2.2. CNN–Transformer Hybrid Models

Convolutional neural networks (CNNs) and vision Transformers (ViT) [23] represent two dominant deep-learning architectures in computer vision. CNNs excel at extracting local features such as edges and textures through convolutional kernels, making them widely applicable to classification, segmentation, and object detection tasks. However, their inherent limitation in modeling long-range dependencies restricts performance in complex scene understanding tasks. In contrast, ViT employs self-attention mechanisms to capture global features and establish long-range dependencies, demonstrating superior or comparable performance to CNNs across various vision tasks in recent years. Nevertheless, ViT’s requirement for global image interaction leads to significantly increased computational complexity.

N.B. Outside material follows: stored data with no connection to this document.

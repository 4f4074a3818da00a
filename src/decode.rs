use crate::flags::{BatteryMode, BatteryStatus};
use crate::registers::Register;
use crate::scale::{CapacityUnit, ScaleState, SpecificationInfo};
use crate::transport::Transport;
use crate::{Result, SmartBattery};
use std::fmt;

/// Month names for the ManufactureDate month field, which counts from 1.
pub const MONTHS: [&str; 13] = [
    "", "Jan", "Feb", "Mar", "Apr", "May", "Jun", "Jul", "Aug", "Sep", "Oct", "Nov", "Dec",
];

const UNKNOWN_MINUTES: u16 = u16::MAX;
const BYTES_PER_LINE: usize = 16;

/// Interpretation of a register's contents.
#[derive(Debug, Clone, Copy, PartialEq, Eq, Hash)]
pub enum DecoderKind {
    /// A 16-bit word decoded by [`decode_word`].
    Word(WordDecoder),
    /// Length-prefixed ASCII string.
    Text,
    /// Length-prefixed binary data, dumped as hex.
    ByteBlob,
}

#[derive(Debug, Clone, Copy, PartialEq, Eq, Hash)]
pub enum WordDecoder {
    UInt16,
    HexInt16,
    Voltage,
    Current,
    Capacity,
    Temperature,
    Minutes,
    Percentage,
    DateCode,
    SpecificationInfo,
    BatteryMode,
    BatteryStatus,
}

impl DecoderKind {
    /// Reads `register` and decodes it with the scale factors learned so far.
    pub fn fetch<T: Transport>(
        self,
        battery: &mut SmartBattery<T>,
        register: Register,
        scale: &ScaleState,
    ) -> Result<DecodedField> {
        match self {
            DecoderKind::Word(decoder) => {
                let raw = battery.fetch_word(register, 16)? as u16;
                Ok(decode_word(decoder, raw, scale))
            }
            DecoderKind::Text => Ok(DecodedField::text(&battery.fetch_block(register)?)),
            DecoderKind::ByteBlob => Ok(DecodedField::ByteBlob(battery.fetch_block(register)?)),
        }
    }
}

/// A register value after decoding.
#[derive(Debug, Clone, PartialEq)]
pub enum DecodedField {
    UInt16(u16),
    HexInt16(u16),
    /// Volts.
    Voltage(f64),
    /// Amps, negative while discharging.
    Current(f64),
    /// mAh in [`CapacityUnit::Charge`], Wh in [`CapacityUnit::Energy`].
    Capacity { value: f64, unit: CapacityUnit },
    Temperature { celsius: f64, fahrenheit: f64 },
    Duration(Duration),
    Percentage(u16),
    Text(String),
    ByteBlob(Vec<u8>),
    DateCode(DateCode),
    BatteryMode(BatteryMode),
    BatteryStatus(BatteryStatus),
    SpecVersion(SpecificationInfo),
}

impl DecodedField {
    /// Renders a string payload as ASCII, stopping at the first NUL.
    pub fn text(bytes: &[u8]) -> DecodedField {
        let text = bytes
            .iter()
            .take_while(|b| **b != 0)
            .map(|b| if b.is_ascii() { char::from(*b) } else { '?' })
            .collect();
        DecodedField::Text(text)
    }
}

/// Pure decoding of a 16-bit register word.
pub fn decode_word(decoder: WordDecoder, raw: u16, scale: &ScaleState) -> DecodedField {
    match decoder {
        WordDecoder::UInt16 => DecodedField::UInt16(raw),
        WordDecoder::HexInt16 => DecodedField::HexInt16(raw),
        WordDecoder::Voltage => {
            DecodedField::Voltage(f64::from(raw) * scale.voltage_scale as f64 / 1000.0)
        }
        WordDecoder::Current => {
            DecodedField::Current(f64::from(raw as i16) * scale.current_scale as f64 / 1000.0)
        }
        WordDecoder::Capacity => {
            let value = f64::from(raw) * scale.current_scale as f64;
            match scale.capacity_unit {
                CapacityUnit::Charge => DecodedField::Capacity {
                    value,
                    unit: CapacityUnit::Charge,
                },
                CapacityUnit::Energy => DecodedField::Capacity {
                    value: value / 100.0,
                    unit: CapacityUnit::Energy,
                },
            }
        }
        WordDecoder::Temperature => {
            let celsius = f64::from(raw) / 10.0 - 273.15;
            DecodedField::Temperature {
                celsius,
                fahrenheit: celsius * 1.8 + 32.0,
            }
        }
        WordDecoder::Minutes => DecodedField::Duration(Duration::from_raw(raw)),
        WordDecoder::Percentage => DecodedField::Percentage(raw),
        WordDecoder::DateCode => DecodedField::DateCode(DateCode::from_raw(raw)),
        WordDecoder::SpecificationInfo => {
            DecodedField::SpecVersion(SpecificationInfo::from_raw(raw))
        }
        WordDecoder::BatteryMode => DecodedField::BatteryMode(BatteryMode(raw)),
        WordDecoder::BatteryStatus => DecodedField::BatteryStatus(BatteryStatus(raw)),
    }
}

impl fmt::Display for DecodedField {
    fn fmt(&self, f: &mut fmt::Formatter<'_>) -> fmt::Result {
        match self {
            DecodedField::UInt16(v) => write!(f, "{v}"),
            DecodedField::HexInt16(v) => write!(f, "0x{v:X} ({v})"),
            DecodedField::Voltage(v) => write!(f, "{v:.3} V"),
            DecodedField::Current(a) => write!(f, "{a:.3} A"),
            DecodedField::Capacity {
                value,
                unit: CapacityUnit::Charge,
            } => write!(f, "{value} mAh"),
            DecodedField::Capacity {
                value,
                unit: CapacityUnit::Energy,
            } => write!(f, "{value:.2} Wh"),
            DecodedField::Temperature {
                celsius,
                fahrenheit,
            } => write!(f, "{celsius:.2}°C ({fahrenheit:.2}°F)"),
            DecodedField::Duration(d) => write!(f, "{d}"),
            DecodedField::Percentage(p) => write!(f, "{p} %"),
            DecodedField::Text(s) => f.write_str(s),
            DecodedField::ByteBlob(bytes) => f.write_str(&render_hex_dump(bytes)),
            DecodedField::DateCode(date) => write!(f, "{date}"),
            DecodedField::BatteryMode(mode) => write!(f, "{mode}"),
            DecodedField::BatteryStatus(status) => write!(f, "{status}"),
            DecodedField::SpecVersion(info) => write!(f, "{info}"),
        }
    }
}

/// A time estimate in minutes.
#[derive(Debug, Clone, Copy, PartialEq, Eq)]
pub enum Duration {
    /// The battery reports 65535 when it has no estimate.
    Unknown,
    Minutes(u16),
}

impl Duration {
    pub fn from_raw(raw: u16) -> Duration {
        if raw == UNKNOWN_MINUTES {
            Duration::Unknown
        } else {
            Duration::Minutes(raw)
        }
    }

    /// `(hours, minutes)` breakdown.
    pub fn hours_minutes(self) -> Option<(u16, u16)> {
        match self {
            Duration::Unknown => None,
            Duration::Minutes(m) => Some((m / 60, m % 60)),
        }
    }
}

impl fmt::Display for Duration {
    fn fmt(&self, f: &mut fmt::Formatter<'_>) -> fmt::Result {
        match self {
            Duration::Unknown => f.write_str("unknown"),
            Duration::Minutes(total) => {
                write!(f, "{total} min ({} h {} min)", total / 60, total % 60)
            }
        }
    }
}

/// ManufactureDate: day in bits 0-4, month in bits 5-8, years since 1980 in bits 9-15.
#[derive(Debug, Clone, Copy, PartialEq, Eq)]
pub struct DateCode {
    pub raw: u16,
    pub day: u8,
    pub month: u8,
    pub year: u16,
}

impl DateCode {
    pub fn from_raw(raw: u16) -> DateCode {
        DateCode {
            raw,
            day: (raw & 0x1F) as u8,
            month: ((raw >> 5) & 0x0F) as u8,
            year: 1980 + ((raw >> 9) & 0x7F),
        }
    }

    pub fn month_name(&self) -> Option<&'static str> {
        match self.month {
            1..=12 => Some(MONTHS[usize::from(self.month)]),
            _ => None,
        }
    }
}

impl fmt::Display for DateCode {
    fn fmt(&self, f: &mut fmt::Formatter<'_>) -> fmt::Result {
        write!(
            f,
            "0x{:X} ({} {}, {})",
            self.raw,
            self.month_name().unwrap_or("???"),
            self.day,
            self.year
        )
    }
}

/// Uppercase hex, 16 bytes per indented line.
pub fn render_hex_dump(bytes: &[u8]) -> String {
    bytes
        .chunks(BYTES_PER_LINE)
        .map(|line| {
            let hex: Vec<String> = line.iter().map(|b| format!("{b:02X}")).collect();
            format!("  {}", hex.join(" "))
        })
        .collect::<Vec<_>>()
        .join("\n")
}

#[cfg(test)]
mod tests {
    use super::*;
    use crate::mock::MockBus;

    fn unit_scale() -> ScaleState {
        ScaleState::default()
    }

    fn approx(a: f64, b: f64) -> bool {
        (a - b).abs() < 0.01
    }

    #[test]
    fn voltage_is_millivolts_times_scale() {
        let field = decode_word(WordDecoder::Voltage, 4200, &unit_scale());
        assert_eq!(field, DecodedField::Voltage(4.2));
        assert_eq!(field.to_string(), "4.200 V");

        let scale = ScaleState {
            voltage_scale: 10,
            ..ScaleState::default()
        };
        assert_eq!(
            decode_word(WordDecoder::Voltage, 1260, &scale),
            DecodedField::Voltage(12.6)
        );
    }

    #[test]
    fn current_is_signed() {
        let field = decode_word(WordDecoder::Current, 0xFF9C, &unit_scale());
        assert_eq!(field, DecodedField::Current(-0.1));
        assert_eq!(field.to_string(), "-0.100 A");
    }

    #[test]
    fn capacity_follows_unit_mode() {
        let field = decode_word(WordDecoder::Capacity, 2000, &unit_scale());
        assert_eq!(field.to_string(), "2000 mAh");

        let energy = ScaleState {
            capacity_unit: CapacityUnit::Energy,
            ..ScaleState::default()
        };
        let field = decode_word(WordDecoder::Capacity, 2000, &energy);
        assert_eq!(
            field,
            DecodedField::Capacity {
                value: 20.0,
                unit: CapacityUnit::Energy
            }
        );
        assert_eq!(field.to_string(), "20.00 Wh");
    }

    #[test]
    fn capacity_applies_current_scale() {
        let scale = ScaleState {
            current_scale: 10,
            ..ScaleState::default()
        };
        assert_eq!(
            decode_word(WordDecoder::Capacity, 440, &scale).to_string(),
            "4400 mAh"
        );
    }

    #[test]
    fn temperature_from_decikelvin() {
        match decode_word(WordDecoder::Temperature, 2981, &unit_scale()) {
            DecodedField::Temperature {
                celsius,
                fahrenheit,
            } => {
                assert!(approx(celsius, 24.95));
                assert!(approx(fahrenheit, 76.91));
            }
            other => panic!("unexpected field {other:?}"),
        }
        assert_eq!(
            decode_word(WordDecoder::Temperature, 2981, &unit_scale()).to_string(),
            "24.95°C (76.91°F)"
        );
    }

    #[test]
    fn minutes_with_unknown_sentinel() {
        assert_eq!(
            decode_word(WordDecoder::Minutes, 65535, &unit_scale()).to_string(),
            "unknown"
        );
        let field = decode_word(WordDecoder::Minutes, 125, &unit_scale());
        assert_eq!(field, DecodedField::Duration(Duration::Minutes(125)));
        assert_eq!(field.to_string(), "125 min (2 h 5 min)");
        assert_eq!(Duration::from_raw(65534).hours_minutes(), Some((1092, 14)));
    }

    #[test]
    fn plain_words() {
        let scale = unit_scale();
        assert_eq!(decode_word(WordDecoder::UInt16, 312, &scale).to_string(), "312");
        assert_eq!(
            decode_word(WordDecoder::HexInt16, 0x1A2B, &scale).to_string(),
            "0x1A2B (6699)"
        );
        assert_eq!(decode_word(WordDecoder::Percentage, 87, &scale).to_string(), "87 %");
    }

    #[test]
    fn date_code_unpacks() {
        let date = DateCode::from_raw(0x3A45);
        assert_eq!((date.day, date.month, date.year), (5, 2, 2009));
        assert_eq!(date.month_name(), Some("Feb"));
        assert_eq!(date.to_string(), "0x3A45 (Feb 5, 2009)");
    }

    #[test]
    fn date_code_with_out_of_range_month() {
        let date = DateCode::from_raw(0x01A1);
        assert_eq!(date.month, 13);
        assert_eq!(date.month_name(), None);
        assert_eq!(date.to_string(), "0x1A1 (??? 1, 1980)");
        assert_eq!(DateCode::from_raw(0).month_name(), None);
    }

    #[test]
    fn text_is_ascii_up_to_nul() {
        assert_eq!(DecodedField::text(b"LION"), DecodedField::Text("LION".into()));
        assert_eq!(
            DecodedField::text(b"SMP\0junk"),
            DecodedField::Text("SMP".into())
        );
        assert_eq!(
            DecodedField::text(&[b'A', 0xC3, b'B']),
            DecodedField::Text("A?B".into())
        );
    }

    #[test]
    fn hex_dump_wraps_at_sixteen() {
        let bytes: Vec<u8> = (0..18).collect();
        assert_eq!(
            render_hex_dump(&bytes),
            "  00 01 02 03 04 05 06 07 08 09 0A 0B 0C 0D 0E 0F\n  10 11"
        );
        assert_eq!(render_hex_dump(&[0xAB]), "  AB");
        assert_eq!(render_hex_dump(&[]), "");
    }

    #[test]
    fn fetch_reads_blocks_for_text_and_blob() -> anyhow::Result<()> {
        let bus = MockBus::new()
            .with_block(Register::DeviceChemistry, b"\x04LION")
            .with_block(Register::ManufacturerData, &[2, 0xDE, 0xAD]);
        let mut battery = SmartBattery::new(bus);
        let scale = unit_scale();
        assert_eq!(
            DecoderKind::Text.fetch(&mut battery, Register::DeviceChemistry, &scale)?,
            DecodedField::Text("LION".into())
        );
        assert_eq!(
            DecoderKind::ByteBlob.fetch(&mut battery, Register::ManufacturerData, &scale)?,
            DecodedField::ByteBlob(vec![0xDE, 0xAD])
        );
        assert_eq!(battery.transport().reads(), 4);
        Ok(())
    }

    #[test]
    fn fetch_fails_when_block_read_fails() {
        let bus = MockBus::new().failing(Register::DeviceName, 5);
        let mut battery = SmartBattery::new(bus);
        let err = DecoderKind::Text
            .fetch(&mut battery, Register::DeviceName, &unit_scale())
            .unwrap_err();
        assert_eq!(err.errno(), 5);
    }
}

Additionally, achieving accuracy comparable to CNNs often necessitates ViT models with substantially larger parameter sizes.

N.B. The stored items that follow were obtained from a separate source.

use clap::{ArgAction, CommandFactory, Parser};
use smart_battery::{LinuxTransport, Report, ReportOptions, SmartBattery};
use std::io::Write;
use std::process::ExitCode;

const EINVAL: u8 = 22;

/// Prints the state of a Smart Battery (SBS) on an I2C bus
#[derive(Debug, Parser)]
#[command(version, about, disable_help_flag = true)]
struct Args {
    /// I2C bus number
    #[arg(short = 'i', long = "bus", default_value = "1", value_parser = parse_bus)]
    bus: u32,

    /// SmartBattery device address (3 .. 119)
    #[arg(short, long, default_value = "0x0b", value_parser = parse_address)]
    address: u16,

    /// Force acquisition of all data, continuing past failed registers
    #[arg(short, long)]
    force: bool,

    /// Print usage
    #[arg(short, long, action = ArgAction::SetTrue)]
    help: bool,
}

/// Accepts decimal, `0x` hexadecimal and `0` octal numbers.
fn parse_number(s: &str) -> Result<u32, String> {
    let s = s.trim();
    let parsed = if let Some(hex) = s.strip_prefix("0x").or_else(|| s.strip_prefix("0X")) {
        u32::from_str_radix(hex, 16)
    } else if s.len() > 1 && s.starts_with('0') {
        u32::from_str_radix(&s[1..], 8)
    } else {
        s.parse()
    };
    parsed.map_err(|e| format!("invalid number {s:?}: {e}"))
}

fn parse_bus(s: &str) -> Result<u32, String> {
    parse_number(s)
}

fn parse_address(s: &str) -> Result<u16, String> {
    match parse_number(s)? {
        addr @ 3..=119 => Ok(addr as u16),
        _ => Err("address range is 3 .. 119".to_string()),
    }
}

fn main() -> anyhow::Result<ExitCode> {
    let args = Args::parse();
    if args.help {
        Args::command().print_help()?;
        return Ok(ExitCode::from(EINVAL));
    }

    env_logger::Builder::from_env(env_logger::Env::default().default_filter_or("warn"))
        .try_init()?;
    log::debug!("querying address {:#04x} on bus {}", args.address, args.bus);

    let mut battery = SmartBattery::new(LinuxTransport::new(args.bus, args.address));
    let mut out = std::io::stdout().lock();
    let result = Report::default().run(&mut battery, &mut out, ReportOptions { force: args.force });
    out.flush()?;

    match result {
        Ok(()) => Ok(ExitCode::SUCCESS),
        Err(e) => {
            log::error!("report failed: {e}");
            Ok(ExitCode::from(u8::try_from(e.errno()).unwrap_or(u8::MAX)))
        }
    }
}

#[cfg(test)]
mod tests {
    use super::*;

    #[test]
    fn numbers_follow_c_prefixes() {
        assert_eq!(parse_number("11"), Ok(11));
        assert_eq!(parse_number("0x0b"), Ok(11));
        assert_eq!(parse_number("013"), Ok(11));
        assert_eq!(parse_number("0"), Ok(0));
        assert!(parse_number("eleven").is_err());
    }

    #[test]
    fn address_range_is_enforced() {
        assert_eq!(parse_address("3"), Ok(3));
        assert_eq!(parse_address("0x77"), Ok(119));
        assert!(parse_address("2").is_err());
        assert!(parse_address("120").is_err());
    }

    #[test]
    fn defaults() {
        let args = Args::try_parse_from(["smartbatt"]).unwrap();
        assert_eq!(args.bus, 1);
        assert_eq!(args.address, 0x0B);
        assert!(!args.force);
        assert!(!args.help);
    }

    #[test]
    fn flags_parse() {
        let args = Args::try_parse_from(["smartbatt", "-i", "3", "-a", "0x16", "-f"]).unwrap();
        assert_eq!(args.bus, 3);
        assert_eq!(args.address, 0x16);
        assert!(args.force);
        assert!(Args::try_parse_from(["smartbatt", "-a", "200"]).is_err());
        assert!(Args::try_parse_from(["smartbatt", "-x"]).is_err());
        assert!(Args::try_parse_from(["smartbatt", "-h"]).unwrap().help);
    }

    #[test]
    fn command_is_well_formed() {
        Args::command().debug_assert();
    }
}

To address these challenges, researchers have proposed hybrid architectures that synergistically integrate CNNs and ViT [24]. These frameworks leverage ViT’s self-attention for global context modeling and CNN’s local feature extraction capabilities, thereby enhancing both detail preservation and global semantic understanding to improve vision task performance. Furthermore, reducing input resolution via CNN layers before processing with ViT optimizes computational efficiency while maintaining model accuracy. However, the complexity of hybrid architectures demands a heightened focus on model lightweighting. To meet multi-scenario deployment requirements, researchers have prioritized developing generalizable, easily deployable, and resource-efficient models. Classical examples include lightweight CNN models such as MobileNet [25,26] and ShuffleNet [27], which achieve efficient inference through reduced parameters and computations. With the emergence of hybrid architectures, lightweight CNN-ViT models (e.g., MobileViT [28], EfficientViT [29], Parc-Net [30]) further combine the strengths of both architectures, significantly lowering computational resource consumption without compromising performance, thereby providing efficient solutions for edge-device vision tasks.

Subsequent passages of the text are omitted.